The decades after Charcot were largely a period of careful clinical and pathological refinement rather than of dramatic breakthroughs. Physicians catalogued the disease's many presentations, mapped its tendency to relapse and remit, and debated its possible causes — toxins, infections, vascular problems, and inherited weakness were all proposed and argued over without resolution. A crucial conceptual advance came in the early twentieth century with the growing understanding that the plaques represented the loss of myelin, the fatty insulating sheath that lets nerve signals travel quickly; MS was increasingly understood as a demyelinating disease, even though why the myelin was being destroyed remained unknown.
For patients, however, this growing medical knowledge changed little. Through the first half of the twentieth century a diagnosis of MS still meant an illness that doctors could name and describe but could neither explain nor treat. The disease could only be diagnosed clinically — by observing the telltale pattern of neurological events separated in space and time — and confirmed only at autopsy. The great practical advances would have to wait for the second half of the century, when new technologies finally let physicians look inside the living nervous system.

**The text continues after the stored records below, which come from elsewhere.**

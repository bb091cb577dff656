//! Configuration file support for bmsboot.
//!
//! Configuration is loaded from multiple sources with the following priority (highest first):
//! 1. Command-line arguments
//! 2. Environment variables (BMSBOOT_*)
//! 3. Local config file (./bmsboot.toml)
//! 4. Global config file (~/.config/bmsboot/config.toml)

use bmsboot::{Generation, PageSize, ProtocolConfig};
use directories::ProjectDirs;
use log::{debug, warn};
use serde::{Deserialize, Serialize};
use std::fs;
use std::path::{Path, PathBuf};
use std::time::Duration;

/// Local config file name.
const LOCAL_CONFIG: &str = "bmsboot.toml";

/// Serial port configuration.
#[derive(Debug, Clone, Default, Serialize, Deserialize)]
pub struct PortConfig {
    /// Preferred serial port (e.g., "/dev/ttyUSB0" or "COM3").
    pub name: Option<String>,
    /// Baud rate.
    pub baud: Option<u32>,
}

/// Flash configuration.
#[derive(Debug, Clone, Default, Serialize, Deserialize)]
pub struct FlashConfig {
    /// Erase page size in bytes.
    pub page_size: Option<u32>,
    /// Erase the whole flash before writing.
    #[serde(default)]
    pub global_erase: bool,
    /// User-code address (hex text).
    pub user_code_address: Option<String>,
    /// Read back after writing.
    #[serde(default)]
    pub verify: bool,
    /// Write the validation marker (defaults to on).
    pub mark_valid: Option<bool>,
}

impl FlashConfig {
    /// Configured page size, if it is one the bootloader supports.
    pub fn page_size(&self) -> Option<PageSize> {
        let bytes = self.page_size?;
        match bytes.to_string().parse() {
            Ok(size) => Some(size),
            Err(e) => {
                warn!("Ignoring page_size from config: {e}");
                None
            },
        }
    }
}

/// Wire protocol tuning.
#[derive(Debug, Clone, Default, Serialize, Deserialize)]
pub struct ProtocolSection {
    /// Wire format generation.
    pub generation: Option<Generation>,
    /// Attempts per write frame.
    pub write_retries: Option<usize>,
    /// ACK timeout after write data.
    pub write_timeout_ms: Option<u64>,
    /// ACK timeout after erase parameters.
    pub erase_timeout_ms: Option<u64>,
    /// ACK timeout after the authorization response.
    pub authorize_timeout_ms: Option<u64>,
    /// Wait for the bootloader to start after the jump command.
    pub bootloader_start_delay_ms: Option<u64>,
}

/// Main configuration structure.
#[derive(Debug, Clone, Default, Serialize, Deserialize)]
pub struct Config {
    /// Port configuration.
    #[serde(default)]
    pub port: PortConfig,
    /// Flash configuration.
    #[serde(default)]
    pub flash: FlashConfig,
    /// Protocol configuration.
    #[serde(default)]
    pub protocol: ProtocolSection,
}

impl Config {
    /// Load configuration from all available sources.
    pub fn load() -> Self {
        let mut config = Self::default();

        if let Some(global_path) = Self::global_config_path() {
            if let Some(global_config) = Self::load_from_file(&global_path) {
                debug!("Loaded global config from {}", global_path.display());
                config.merge(global_config);
            }
        }

        // Local config overrides global
        if let Some(local_config) = Self::load_from_file(Path::new(LOCAL_CONFIG)) {
            debug!("Loaded local config from {LOCAL_CONFIG}");
            config.merge(local_config);
        }

        config
    }

    /// Load configuration from a specific file path (--config flag).
    pub fn load_from_path(path: &Path) -> Self {
        if let Some(config) = Self::load_from_file(path) {
            debug!("Loaded config from {}", path.display());
            config
        } else {
            warn!(
                "Could not load config from {}, using defaults",
                path.display()
            );
            Self::default()
        }
    }

    fn load_from_file(path: &Path) -> Option<Self> {
        if !path.exists() {
            return None;
        }

        match fs::read_to_string(path) {
            Ok(content) => match toml::from_str(&content) {
                Ok(config) => Some(config),
                Err(e) => {
                    warn!("Failed to parse TOML config file {}: {}", path.display(), e);
                    None
                },
            },
            Err(e) => {
                warn!("Failed to read config file {}: {}", path.display(), e);
                None
            },
        }
    }

    /// Get the global configuration directory.
    pub fn global_config_dir() -> Option<PathBuf> {
        ProjectDirs::from("", "", "bmsboot").map(|dirs| dirs.config_dir().to_path_buf())
    }

    /// Get the global configuration file path.
    pub fn global_config_path() -> Option<PathBuf> {
        Self::global_config_dir().map(|dir| dir.join("config.toml"))
    }

    /// Merge another config into this one.
    fn merge(&mut self, other: Self) {
        if other.port.name.is_some() {
            self.port.name = other.port.name;
        }
        if other.port.baud.is_some() {
            self.port.baud = other.port.baud;
        }

        if other.flash.page_size.is_some() {
            self.flash.page_size = other.flash.page_size;
        }
        if other.flash.global_erase {
            self.flash.global_erase = true;
        }
        if other.flash.user_code_address.is_some() {
            self.flash.user_code_address = other.flash.user_code_address;
        }
        if other.flash.verify {
            self.flash.verify = true;
        }
        if other.flash.mark_valid.is_some() {
            self.flash.mark_valid = other.flash.mark_valid;
        }

        let p = other.protocol;
        if p.generation.is_some() {
            self.protocol.generation = p.generation;
        }
        if p.write_retries.is_some() {
            self.protocol.write_retries = p.write_retries;
        }
        if p.write_timeout_ms.is_some() {
            self.protocol.write_timeout_ms = p.write_timeout_ms;
        }
        if p.erase_timeout_ms.is_some() {
            self.protocol.erase_timeout_ms = p.erase_timeout_ms;
        }
        if p.authorize_timeout_ms.is_some() {
            self.protocol.authorize_timeout_ms = p.authorize_timeout_ms;
        }
        if p.bootloader_start_delay_ms.is_some() {
            self.protocol.bootloader_start_delay_ms = p.bootloader_start_delay_ms;
        }
    }

    /// Engine configuration with the configured overrides applied.
    pub fn protocol_config(&self) -> ProtocolConfig {
        let mut config = ProtocolConfig::default();
        let p = &self.protocol;
        if let Some(generation) = p.generation {
            config.generation = generation;
        }
        if let Some(retries) = p.write_retries {
            // At least one attempt
            config.write_retries = retries.max(1);
        }
        if let Some(ms) = p.write_timeout_ms {
            config.write_timeout = Duration::from_millis(ms);
        }
        if let Some(ms) = p.erase_timeout_ms {
            config.erase_timeout = Duration::from_millis(ms);
        }
        if let Some(ms) = p.authorize_timeout_ms {
            config.authorize_timeout = Duration::from_millis(ms);
        }
        if let Some(ms) = p.bootloader_start_delay_ms {
            config.bootloader_start_delay = Duration::from_millis(ms);
        }
        config
    }
}
//! Chunked memory operations on top of the command engine.
//!
//! Transfers are split into frames of at most [`MAX_TRANSFER`] bytes,
//! processed in increasing address order. The cancellation token is checked
//! before every chunk, never in the middle of one: chunks that were already
//! acknowledged stay programmed.

use std::ops::Range;
use std::sync::Arc;
use std::sync::atomic::{AtomicBool, Ordering};

use log::{debug, info};

use crate::bootloader::Bootloader;
use crate::error::{Error, Result};
use crate::protocol::command::{CommandCode, EraseMode, ExtendedEraseMode, MAX_TRANSFER};

/// Address written to flag the firmware as valid.
pub const VALID_MARKER_ADDRESS: u32 = 0xFFFF_FFFF;

/// Address written to flag the firmware as invalid.
pub const INVALID_MARKER_ADDRESS: u32 = 0xFFFF_FFFE;

/// Payload of a validation marker write.
pub const VALIDATION_MARKER: [u8; 4] = [0x55; 4];

/// Shared cancellation flag for chunk loops.
#[derive(Debug, Clone, Default)]
pub struct CancelToken(Arc<AtomicBool>);

impl CancelToken {
    /// New, not cancelled.
    pub fn new() -> Self {
        Self::default()
    }

    /// Request cancellation.
    pub fn cancel(&self) {
        self.0.store(true, Ordering::SeqCst);
    }

    /// Whether cancellation was requested.
    pub fn is_cancelled(&self) -> bool {
        self.0.load(Ordering::SeqCst)
    }

    /// Clear a previous request.
    pub fn reset(&self) {
        self.0.store(false, Ordering::SeqCst);
    }
}

/// Bytes processed so far in a chunk loop.
#[derive(Debug, Clone, Copy, Default, PartialEq, Eq)]
pub struct TransferProgress {
    /// Bytes transferred.
    pub bytes_processed: usize,
    /// Bytes requested.
    pub bytes_total: usize,
}

impl TransferProgress {
    /// Integer percentage, 0..=100.
    #[allow(clippy::cast_possible_truncation)]
    pub fn percent(&self) -> u8 {
        if self.bytes_total == 0 {
            return 0;
        }
        (self.bytes_processed.min(self.bytes_total) * 100 / self.bytes_total) as u8
    }
}

fn chunk_address(base: u32, offset: usize) -> Result<u32> {
    u32::try_from(offset)
        .ok()
        .and_then(|o| base.checked_add(o))
        .ok_or_else(|| {
            Error::Config(format!(
                "range past end of address space at 0x{base:08X}+{offset}"
            ))
        })
}

/// Pages touched by `length` bytes at `address`, numbered from `base`.
///
/// Addresses below `base` are treated as `base`.
pub fn pages_in_range(base: u32, address: u32, length: usize, page_size: u32) -> Range<u32> {
    let page_size = u64::from(page_size.max(1));
    let start = u64::from(address.saturating_sub(base));
    let Some(last) = (length as u64).checked_sub(1) else {
        return 0..0;
    };

    let page = |offset: u64| u32::try_from(offset / page_size).unwrap_or(u32::MAX);
    page(start)..page(start + last).saturating_add(1)
}

impl Bootloader {
    /// Read `length` bytes from `address`.
    pub fn read_memory<F>(
        &mut self,
        address: u32,
        length: usize,
        mut progress: F,
        cancel: &CancelToken,
    ) -> Result<Vec<u8>>
    where
        F: FnMut(TransferProgress),
    {
        debug!("Reading {length} bytes from 0x{address:08X}");
        let mut data = Vec::with_capacity(length);

        while data.len() < length {
            if cancel.is_cancelled() {
                info!("Read cancelled after {} bytes", data.len());
                return Err(Error::OperationCancelled);
            }

            let chunk = (length - data.len()).min(MAX_TRANSFER);
            let chunk_addr = chunk_address(address, data.len())?;
            let bytes = self.read(chunk_addr, chunk)?;
            data.extend_from_slice(&bytes);

            progress(TransferProgress {
                bytes_processed: data.len(),
                bytes_total: length,
            });
        }

        Ok(data)
    }

    /// Write `data` starting at `address`.
    pub fn write_memory<F>(
        &mut self,
        address: u32,
        data: &[u8],
        mut progress: F,
        cancel: &CancelToken,
    ) -> Result<()>
    where
        F: FnMut(TransferProgress),
    {
        debug!("Writing {} bytes to 0x{address:08X}", data.len());
        let mut offset = 0;

        for chunk in data.chunks(MAX_TRANSFER) {
            if cancel.is_cancelled() {
                info!("Write cancelled after {offset} bytes");
                return Err(Error::OperationCancelled);
            }

            self.write(chunk_address(address, offset)?, chunk)?;
            offset += chunk.len();

            progress(TransferProgress {
                bytes_processed: offset,
                bytes_total: data.len(),
            });
        }

        Ok(())
    }

    /// Read `expected.len()` bytes back and compare.
    pub fn verify_memory<F>(
        &mut self,
        address: u32,
        expected: &[u8],
        progress: F,
        cancel: &CancelToken,
    ) -> Result<()>
    where
        F: FnMut(TransferProgress),
    {
        let actual = self.read_memory(address, expected.len(), progress, cancel)?;
        match expected.iter().zip(&actual).position(|(a, b)| a != b) {
            Some(offset) => Err(Error::VerificationFailed {
                address: chunk_address(address, offset)?,
            }),
            None => Ok(()),
        }
    }

    /// Erase one page with whichever erase command the device supports.
    pub fn erase_page(&mut self, page: u32) -> Result<()> {
        if self.supports(CommandCode::Erase) {
            let page = u8::try_from(page)
                .map_err(|_| Error::Config(format!("page {page} out of range for ERASE")))?;
            self.erase(page)
        } else if self.supports(CommandCode::ExtendedErase) {
            let page = u16::try_from(page)
                .map_err(|_| Error::Config(format!("page {page} out of range for EXT_ERASE")))?;
            self.extended_erase(page)
        } else {
            Err(Error::CommandNotSupported(CommandCode::Erase))
        }
    }

    /// Erase every page covering `length` bytes at `address`.
    pub fn erase_range(
        &mut self,
        base: u32,
        address: u32,
        length: usize,
        page_size: u32,
        cancel: &CancelToken,
    ) -> Result<()> {
        for page in pages_in_range(base, address, length, page_size) {
            if cancel.is_cancelled() {
                return Err(Error::OperationCancelled);
            }
            debug!("Erasing page {page}");
            self.erase_page(page)?;
        }
        Ok(())
    }

    /// Erase the whole flash.
    pub fn global_erase(&mut self) -> Result<()> {
        if self.supports(CommandCode::Erase) {
            self.erase_special(EraseMode::Global)
        } else if self.supports(CommandCode::ExtendedErase) {
            self.extended_erase_special(ExtendedEraseMode::Global)
        } else {
            Err(Error::CommandNotSupported(CommandCode::Erase))
        }
    }

    /// Start execution at `address`.
    pub fn jump(&mut self, address: u32) -> Result<()> {
        info!("Jumping to 0x{address:08X}");
        self.go(address)
    }

    /// Write the validation marker.
    pub fn mark_firmware(&mut self, valid: bool) -> Result<()> {
        let address = if valid {
            VALID_MARKER_ADDRESS
        } else {
            INVALID_MARKER_ADDRESS
        };
        debug!("Marking firmware {}", if valid { "valid" } else { "invalid" });
        self.write(address, &VALIDATION_MARKER)
    }
}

Seeing Inside: Spinal Fluid, MRI, and Modern Diagnosis
For nearly a century after Charcot, diagnosing MS in a living person remained an exercise in clinical pattern-recognition: a neurologist looked for evidence of damage scattered across the nervous system (dissemination in space) and occurring at more than one time (dissemination in time), the two principles that still anchor the diagnosis today. The first laboratory aid came from the cerebrospinal fluid, the clear liquid bathing the brain and spinal cord. Researchers found that many people with MS have oligoclonal bands — distinctive bands of antibody that appear when the fluid is analyzed — signaling abnormal immune activity inside the central nervous system. This finding gave clinicians their first objective, if imperfect, biological marker of the disease.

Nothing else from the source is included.